Inspector-General of the National Police Service
- In office 8 April 2019 – 27 September 2022
- President: Uhuru Kenyatta
- Preceded by: Joseph Boinnet
- Succeeded by: Japhet Koome

Personal details
- Born: 1964 (age 61–62) Mwala, Machakos County, Kenya
- Spouse: Susan Nzioki
- Children: 2
- Education: University of Nairobi Australian National University
- Occupation: Police officer

= Hillary Mutyambai =

Inspector-General of police in Kenya

Hillary Nzioki Mutyambai (born 1964) is a Kenyan former police officer who served as Inspector-General of the National Police Service from 2019 to 2022. He previously worked in the National Intelligence Service and held senior positions in counter-terrorism and intelligence.

== Early life and education ==

Mutyambai was born in 1964 in Mwala, Machakos County, Kenya. He was raised in a Christian family and attended Pope Paul VI Junior Seminary School in Machakos. Before joining the security services, he worked as a teacher, teaching biology, mathematics and physics at his former school.

He studied at the University of Nairobi, where he obtained a bachelor's degree. He later obtained a Master of Arts degree in National Security Policy from the Australian National University.

== Career ==

Mutyambai joined the Kenya Police Service in 1991 and rose to the rank of Superintendent of Police. In 1998, he joined the Directorate of Security Intelligence, subsequently becoming a senior intelligence officer in the National Intelligence Service. He served as a regional intelligence coordinator in Nairobi and Mombasa and later became Deputy Director in charge of Counter-Terrorism.

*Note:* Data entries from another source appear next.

//! Relationship property declarations.
//!
//! Relationships carry a smaller descriptor than nodes: a type, an optional
//! `required` flag, and an optional default filled in when the key is absent.

use std::collections::BTreeMap;

use serde::{Deserialize, Serialize};

use crate::check::check_type;
use crate::error::{NeoformError, Result};
use crate::types::{NeoProperties, NeoValue, SchemaType};

#[derive(Debug, Clone, PartialEq, Serialize, Deserialize)]
#[serde(deny_unknown_fields)]
pub struct RelationTypeOpts {
    #[serde(rename = "type")]
    pub kind: SchemaType,
    #[serde(default)]
    pub required: bool,
    #[serde(default, skip_serializing_if = "Option::is_none")]
    pub default: Option<NeoValue>,
}

#[derive(Debug, Clone, PartialEq, Serialize, Deserialize)]
#[serde(untagged)]
pub enum RelationPropDef {
    Type(SchemaType),
    Opts(RelationTypeOpts),
}

impl RelationPropDef {
    pub fn schema_type(&self) -> SchemaType {
        match self {
            Self::Type(kind) => *kind,
            Self::Opts(opts) => opts.kind,
        }
    }

    pub fn is_required(&self) -> bool {
        matches!(self, Self::Opts(RelationTypeOpts { required: true, .. }))
    }

    pub fn default_value(&self) -> Option<&NeoValue> {
        match self {
            Self::Type(_) => None,
            Self::Opts(opts) => opts.default.as_ref(),
        }
    }
}

impl From<SchemaType> for RelationPropDef {
    fn from(kind: SchemaType) -> Self {
        Self::Type(kind)
    }
}

impl From<RelationTypeOpts> for RelationPropDef {
    fn from(opts: RelationTypeOpts) -> Self {
        Self::Opts(opts)
    }
}

/// True iff the relation descriptor is an options record.
pub fn is_relation_type_opts(prop_def: &RelationPropDef) -> bool {
    matches!(prop_def, RelationPropDef::Opts(_))
}

pub type RelationProperties = BTreeMap<String, RelationPropDef>;

/// Declared properties of one relationship type.
#[derive(Debug, Clone, Deserialize)]
#[serde(try_from = "RelationProperties")]
pub struct RelationSchema {
    properties: RelationProperties,
}

impl RelationSchema {
    /// Build a relation schema; every declared default must match its type.
    ///
    /// Defaults are restored to the declared type first, so `[]` and ISO
    /// date text are accepted for list and date properties.
    pub fn new(mut properties: RelationProperties) -> Result<Self> {
        for (key, def) in properties.iter_mut() {
            let RelationPropDef::Opts(opts) = def else {
                continue;
            };
            if let Some(default) = opts.default.take() {
                let default = default.hydrate_as(opts.kind);
                check_type(key, &default, opts.kind)?;
                opts.default = Some(default);
            }
        }
        Ok(Self { properties })
    }

    pub fn properties(&self) -> &RelationProperties {
        &self.properties
    }

    /// Validate relationship properties, filling in declared defaults.
    pub fn validate(&self, props: &NeoProperties) -> Result<NeoProperties> {
        let mut out = NeoProperties::new();

        for (key, value) in props.iter() {
            let def = self
                .properties
                .get(key)
                .ok_or_else(|| NeoformError::UnknownProperty {
                    key: key.to_string(),
                })?;
            check_type(key, value, def.schema_type())?;
            out.insert(key, value.clone());
        }

        for (key, def) in &self.properties {
            if out.contains_key(key) {
                continue;
            }
            match def.default_value() {
                Some(default) => {
                    out.insert(key.clone(), default.clone());
                }
                None if def.is_required() => {
                    return Err(NeoformError::MissingRequired { key: key.clone() });
                }
                None => {}
            }
        }

        Ok(out)
    }
}

impl TryFrom<RelationProperties> for RelationSchema {
    type Error = NeoformError;

    fn try_from(properties: RelationProperties) -> Result<Self> {
        Self::new(properties)
    }
}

Mutyambai also served as a political attaché at the Kenya High Commission in Kampala, Uganda, from 2000 to 2004.

He received specialist training in counter-terrorism and advanced security in the United States, operational management in the United Kingdom, and policing, intelligence and counter-terrorism in Israel.

=== Inspector-General of Police ===

In March 2019, President Uhuru Kenyatta nominated Mutyambai to succeed Joseph Boinnet as Inspector-General of the National Police Service. He was subsequently approved and sworn into office on 8 April 2019.

As Inspector-General, Mutyambai was responsible for the Kenya Police Service, Administration Police Service, Directorate of Criminal Investigations and General Service Unit. During his tenure he oversaw policing and national-security operations, including the government's response to terrorism and the COVID-19 pandemic.

Mutyambai left office in September 2022. The Kenya Police Service records his tenure as 2019–2022, with Japhet Koome subsequently becoming Inspector-General.

== Personal life ==

Mutyambai is married to Susan Nzioki and they have two children.

He has described his Christian faith as an important part of his background and reportedly considered entering the Catholic priesthood before pursuing a career in policing and intelligence.